Create a mobile app experience that is so compelling, useful and meaningful that T-Mobile prospect customers download and install on their device and eventually make the carrier switch to T-Mobile.
What special access can we give to prospects that can create new & different wireless experiences?
Out of 4 designers, 2 were Visual Designers and I was one of 2 UX Designers. i also held roles in content strategy and interaction design.
At a high level, explain what the benefits are. Allow the user to find the details of the benefits in the next screens. Below that is a teaser to start the trial, and below that are ads and a shopping button and a QR code scan for an in-store experience - all were persistent throughout the trial.
The second screen is how it would look like after the user uses some data.
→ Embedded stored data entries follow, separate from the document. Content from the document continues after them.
///Index of an interned view slot, monotonically increasing per compile.
#[derive(Debug, Clone, Copy, PartialEq, Eq, Hash)]
pub struct SlotIndex(pub(crate) u32);

///Index of an interned table (range) slot.
#[derive(Debug, Clone, Copy, PartialEq, Eq, Hash)]
pub struct RangeSlotIndex(pub(crate) u32);

#[derive(Debug, Clone, PartialEq, Eq, Hash)]
struct SlotKey {
    thread: usize,
    resource: ResourceKey,
    view: ViewDesc,
}

#[derive(Debug, Clone, PartialEq, Eq, Hash)]
struct RangeSlotKey {
    thread: usize,
    resources: Box<[ResourceKey]>,
    view: ViewDesc,
}

//Arc identity; enough to detect rebinding of an external resource.
fn identity(res: &Arc<dyn GpuResource>) -> usize {
    Arc::as_ptr(res) as *const () as usize
}

fn single(descriptor: Descriptor) -> DescriptorRange {
    DescriptorRange {
        kind: descriptor.kind,
        first: descriptor.index,
        count: 1,
    }
}

//build the view in staging storage, then copy; CPU-only kinds carry no
// staging descriptor and are written in place
fn write_through(
    allocator: &dyn DescriptorAllocator,
    staging: Option<Descriptor>,
    dst: Descriptor,
    raw: &Arc<dyn GpuResource>,
    view: &ViewDesc,
) -> Result<(), HalError> {
    match staging {
        Some(staging) => {
            allocator.write_view(staging, raw, view)?;
            allocator.copy_views(single(staging), single(dst))
        }
        None => allocator.write_view(dst, raw, view),
    }
}

fn write_range_through(
    allocator: &dyn DescriptorAllocator,
    staging: Option<DescriptorRange>,
    dst: DescriptorRange,
    raws: &[Arc<dyn GpuResource>],
    view: &ViewDesc,
) -> Result<(), HalError> {
    match staging {
        Some(staging) => {
            for (offset, raw) in raws.iter().enumerate() {
                allocator.write_view(staging.descriptor(offset as u32), raw, view)?;
            }
            allocator.copy_views(staging, dst)
        }
        None => {
            for (offset, raw) in raws.iter().enumerate() {
                allocator.write_view(dst.descriptor(offset as u32), raw, view)?;
            }
            Ok(())
        }
    }
}

///One logical view binding.
pub struct ViewSlot {
    pub thread: usize,
    pub resource: ResourceKey,
    pub view: ViewDesc,
    pub kind: DescriptorKind,
    ///False for the render-target/depth-stencil kinds, which shaders never
    /// reach directly.
    pub gpu_visible: bool,
    ///True when the bound resource identity may change across frames.
    pub per_frame: bool,

    ///Physical descriptor per frame slot (single entry when not per-frame).
    current: SmallVec<[Option<Descriptor>; 3]>,
    ///Recycling queue the physical descriptors rotate through.
    free: VecDeque<Descriptor>,
    ///CPU staging descriptor views are built in, present for shader-visible
    /// slots only.
    staging: Option<Descriptor>,
    dirty: SmallVec<[bool; 3]>,
    last_written: SmallVec<[Option<usize>; 3]>,
}

impl ViewSlot {
    ///The physical descriptor for `frame`. `None` until first written.
    pub fn descriptor(&self, frame: usize) -> Option<Descriptor> {
        if self.per_frame {
            self.current[frame]
        } else {
            self.current[0]
        }
    }

    pub fn is_dirty(&self, frame: usize) -> bool {
        self.dirty[self.frame_index(frame)]
    }

    fn frame_index(&self, frame: usize) -> usize {
        if self.per_frame { frame } else { 0 }
    }

    fn mark_dirty(&mut self) {
        for d in self.dirty.iter_mut() {
            *d = true;
        }
    }
}

///A table binding: a contiguous run of views per frame slot.
pub struct RangeSlot {
    pub thread: usize,
    pub resources: Box<[ResourceKey]>,
    pub view: ViewDesc,
    pub kind: DescriptorKind,
    pub gpu_visible: bool,
    pub per_frame: bool,

    current: SmallVec<[Option<DescriptorRange>; 3]>,
    free: VecDeque<DescriptorRange>,
    staging: Option<DescriptorRange>,
    dirty: SmallVec<[bool; 3]>,
    last_written: SmallVec<[Option<Box<[usize]>>; 3]>,
}

impl RangeSlot {
    pub fn range(&self, frame: usize) -> Option<DescriptorRange> {
        if self.per_frame {
            self.current[frame]
        } else {
            self.current[0]
        }
    }

    pub fn is_dirty(&self, frame: usize) -> bool {
        self.dirty[self.frame_index(frame)]
    }

    fn frame_index(&self, frame: usize) -> usize {
        if self.per_frame { frame } else { 0 }
    }

    fn mark_dirty(&mut self) {
        for d in self.dirty.iter_mut() {
            *d = true;
        }
    }
}

///Owns every view/range slot of one compiled runtime plus the mutex-guarded
/// transient region of the shader-visible storage.
pub struct DescriptorSlotManager {
    frame_count: usize,
    slots: Vec<ViewSlot>,
    range_slots: Vec<RangeSlot>,
    intern: AHashMap<SlotKey, SlotIndex>,
    range_intern: AHashMap<RangeSlotKey, RangeSlotIndex>,
    ///Backing allocations, one per descriptor kind in use.
    backing: Vec<DescriptorRange>,
    allocator: Option<Arc<dyn DescriptorAllocator>>,

    ///Per-frame transient region of the shader-visible storage. Multiple
    /// workers allocate from it in the same frame, hence the lock.
    transient: Option<DescriptorRange>,
    transient_head: Mutex<u32>,
}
We’d welcome the user to the app and update them on how much they have been saving so far. We also included a card for benefits in case the user wants to review them again. The rotating ads, shopping button, and the code scanner were business requirements for users to shop.
This is what the user sees after the trial is over. They can see the total amount of money they’ve saved, some offers based on their usage pattern, and an incentive to sign up now.
MAKING THE SWITCH
The user has a discussion with a rep about their experience within the app. The rep recommends a plan based on their week’s data usage. The user then accepts the plan through the app and the rep initiates the change of service.
Out of 9 users, they liked the idea of being able to test drive another carrier’s wireless network but they didn’t believe that it was technically feasible.
ONBOARDING (MISSED INFORMATION BY DESIGN)
Here we found that users didn't know they had to scroll…even though there was content peeking below the fold. Maybe we could have given directional UI indicators or a tour of the app with an overlay of step-by-step directions.
USAGE (MID-TRIAL TOUCH POINT)
Users didn't know they had to scroll here either, which is more understandable than the previous example. As for showing how much users saved, what we didn't think about was the fact that some users would have grandfathered plans…so it would be super hard to make this accurate. A better way to do this was to explain this was an estimate of savings based on current average plans and then show a transparent breakdown of that, possibly on the other side of the card.
SUMMARY (END-TRIAL TOUCH POINT)
Users had an issue of accuracy on the savings again. We thought that by showing the amount of data used and how much money was saved that it would equate to the T-mobile service being useful in the user’s eyes…but that opened up the question of whether the person had a grandfathered plan, how much data they currently had with their current carrier, etc. So instead of showing data used, we should show the coverage pattern, which is obviously more valuable for users.
MAKING THE SWITCH (TEXT CHAT WITH SALES REP)
Users liked the ability to text with sales reps. this is something I felt pretty strong about, because I don't like talking on the phone with customer service myself…allowing users to text and if the issue is more complicated, allowing them to call…and the phone operator would have context on the app’s conversation.
MAKING THE SWITCH (COMPLETE SIGN UP USING TEXT MESSAGE)
This screen wasn’t as detailed as it should have been. We should have included visual cues for users to learn more about the plan and an option to sign up or have a follow up later.
LEARNINGS FOR NEXT TIME
I think the testing happened too far down the line in design, and didn't happen often enough. Having a tighter testing/iterative schedule with wireframes instead of comps would have given us better results, and sooner.